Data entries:
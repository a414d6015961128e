//! Ternary skill match scoring and weighted content similarity

use crate::config::MatchingConfig;
use crate::embedding::Embedder;
use crate::error::Result;
use crate::matching::SkillIndex;
use crate::taxonomy::TaxonomyNormalizer;
use crate::types::SkillLevelLabel;
use serde::{Deserialize, Serialize};
use std::sync::Arc;

/// Per-skill match outcome. Deliberately ternary rather than a raw
/// similarity: the discrete buckets keep downstream severity classification
/// and user-facing output interpretable.
#[derive(Debug, Clone, Copy, PartialEq, Eq, Serialize, Deserialize)]
#[serde(rename_all = "lowercase")]
pub enum MatchLevel {
    Strong,
    Partial,
    Missing,
}

impl MatchLevel {
    pub fn from_similarity(sim: f32, config: &MatchingConfig) -> Self {
        if sim >= config.strong_threshold {
            MatchLevel::Strong
        } else if sim >= config.partial_threshold {
            MatchLevel::Partial
        } else {
            MatchLevel::Missing
        }
    }

    pub fn score(self) -> f32 {
        match self {
            MatchLevel::Strong => 1.0,
            MatchLevel::Partial => 0.5,
            MatchLevel::Missing => 0.0,
        }
    }

    pub fn label(self) -> SkillLevelLabel {
        match self {
            MatchLevel::Strong => SkillLevelLabel::Strong,
            MatchLevel::Partial => SkillLevelLabel::Partial,
            MatchLevel::Missing => SkillLevelLabel::Missing,
        }
    }

    pub fn is_matched(self) -> bool {
        self.score() >= 0.5
    }
}

/// One target skill scored against the user's skill set. Results keep the
/// target iteration order, which downstream sorting relies on for stable
/// tie-breaks.
#[derive(Debug, Clone, Serialize, Deserialize)]
pub struct SkillMatch {
    pub skill: String,
    pub level: MatchLevel,
}

/// Scores target skill sets against a user's skills using embedding
/// nearest-neighbor search with an exact-text override.
pub struct SkillMatcher {
    embedder: Arc<dyn Embedder>,
    normalizer: Arc<TaxonomyNormalizer>,
    config: MatchingConfig,
}

impl SkillMatcher {
    pub fn new(
        embedder: Arc<dyn Embedder>,
        normalizer: Arc<TaxonomyNormalizer>,
        config: MatchingConfig,
    ) -> Self {
        Self {
            embedder,
            normalizer,
            config,
        }
    }

    pub fn normalizer(&self) -> &TaxonomyNormalizer {
        &self.normalizer
    }

    /// Build an index over one user's skills for reuse across every role
    /// scored in a single recommendation pass. This turns O(roles x skills)
    /// embedding work into one index build plus O(roles) lookups.
    pub fn build_user_index(&self, user_skills: &[String]) -> Result<SkillIndex> {
        SkillIndex::build(self.embedder.as_ref(), user_skills)
    }

    /// Score each target skill against the user's skills.
    ///
    /// Exact case-insensitive text equality short-circuits to a strong
    /// match; otherwise the nearest user skill's cosine similarity is
    /// bucketed by the configured thresholds. Empty user or target sets
    /// produce all-missing results without touching the embedding model.
    pub fn match_skills(
        &self,
        user_skills: &[String],
        target_skills: &[String],
        cached_index: Option<&SkillIndex>,
    ) -> Result<Vec<SkillMatch>> {
        if target_skills.is_empty() {
            return Ok(Vec::new());
        }
        if user_skills.is_empty() {
            return Ok(target_skills
                .iter()
                .map(|skill| SkillMatch {
                    skill: skill.clone(),
                    level: MatchLevel::Missing,
                })
                .collect());
        }

        let owned_index;
        let index = match cached_index {
            Some(index) => index,
            None => {
                owned_index = self.build_user_index(user_skills)?;
                &owned_index
            }
        };

        let queries = self.embedder.encode(target_skills)?;

        let mut result = Vec::with_capacity(target_skills.len());
        for (skill, query) in target_skills.iter().zip(queries.iter()) {
            let level = if index.contains_text(skill) {
                MatchLevel::Strong
            } else {
                match index.search(query) {
                    Some((_, sim)) => MatchLevel::from_similarity(sim, &self.config),
                    None => MatchLevel::Missing,
                }
            };
            result.push(SkillMatch {
                skill: skill.clone(),
                level,
            });
        }
        Ok(result)
    }

    /// Category-weighted mean match score between the user's skills and a
    /// target skill set, in [0, 1]. Empty target sets score 0.0.
    pub fn compute_content_similarity(
        &self,
        user_skills: &[String],
        target_skills: &[String],
        cached_index: Option<&SkillIndex>,
    ) -> Result<f32> {
        if target_skills.is_empty() {
            return Ok(0.0);
        }

        let matches = self.match_skills(user_skills, target_skills, cached_index)?;

        let mut weighted_sum = 0.0;
        let mut weight_total = 0.0;
        for m in &matches {
            let category = self.normalizer.category_of(&m.skill);
            let weight = self.config.category_weight(category);
            weighted_sum += m.level.score() * weight;
            weight_total += weight;
        }

        if weight_total == 0.0 {
            return Ok(0.0);
        }
        Ok((weighted_sum / weight_total).clamp(0.0, 1.0))
    }
}
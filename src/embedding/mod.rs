//! Embedding provider: model loading and text-to-vector encoding

pub mod engine;
pub mod manager;

pub use engine::{cosine_similarity, Embedder, EmbeddingEngine};
pub use manager::EmbeddingModelManager;
//! CLI interface for the skillbridge engine

use clap::{Parser, Subcommand};
use std::path::PathBuf;

#[derive(Parser)]
#[command(name = "skillbridge")]
#[command(about = "Semantic skill matching and job-role recommendation engine")]
#[command(
    long_about = "Recommend job roles for a user profile, quantify skill gaps, and plan an upskilling roadmap using embedding similarity over a canonical skill taxonomy"
)]
pub struct Cli {
    #[command(subcommand)]
    pub command: Commands,

    /// Enable verbose logging
    #[arg(short, long, global = true)]
    pub verbose: bool,

    /// Configuration file path
    #[arg(short, long, global = true)]
    pub config: Option<PathBuf>,
}

#[derive(Subcommand)]
pub enum Commands {
    /// Recommend roles for a profile
    Recommend {
        /// Path to the user profile JSON file
        #[arg(short, long)]
        profile: PathBuf,

        /// Path to the job roles JSON file
        #[arg(short, long)]
        roles: PathBuf,

        /// Path to the skills taxonomy JSON file
        #[arg(short, long)]
        taxonomy: PathBuf,

        /// Number of recommendations to return
        #[arg(long)]
        top_n: Option<usize>,

        /// Emit JSON instead of console output
        #[arg(long)]
        json: bool,
    },

    /// Analyze skill gaps against the top recommended roles
    Gaps {
        #[arg(short, long)]
        profile: PathBuf,

        #[arg(short, long)]
        roles: PathBuf,

        #[arg(short, long)]
        taxonomy: PathBuf,

        #[arg(long)]
        json: bool,
    },

    /// Generate an upskilling roadmap from gaps and a course catalog
    Roadmap {
        #[arg(short, long)]
        profile: PathBuf,

        #[arg(short, long)]
        roles: PathBuf,

        #[arg(short, long)]
        taxonomy: PathBuf,

        /// Path to the course catalog JSON file
        #[arg(long)]
        courses: PathBuf,

        #[arg(long)]
        json: bool,
    },

    /// Normalize free-text skills against the taxonomy
    Normalize {
        #[arg(short, long)]
        taxonomy: PathBuf,

        /// Skills to normalize
        skills: Vec<String>,
    },

    /// Model management commands
    Models {
        #[command(subcommand)]
        action: ModelAction,
    },
}

#[derive(Subcommand)]
pub enum ModelAction {
    /// List available and downloaded models
    List,

    /// Download a model
    Download {
        /// Model name or HuggingFace repo ID
        model: String,
    },

    /// Load the default model and run a warmup encode
    Warmup,
}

EXERCISE INSTRUCTIONS: Whenever a line of the data above includes the word "else", copy that line.

ANSWER TO THIS PROBLEM:
        } else if sim >= config.partial_threshold {
        } else {
            } else {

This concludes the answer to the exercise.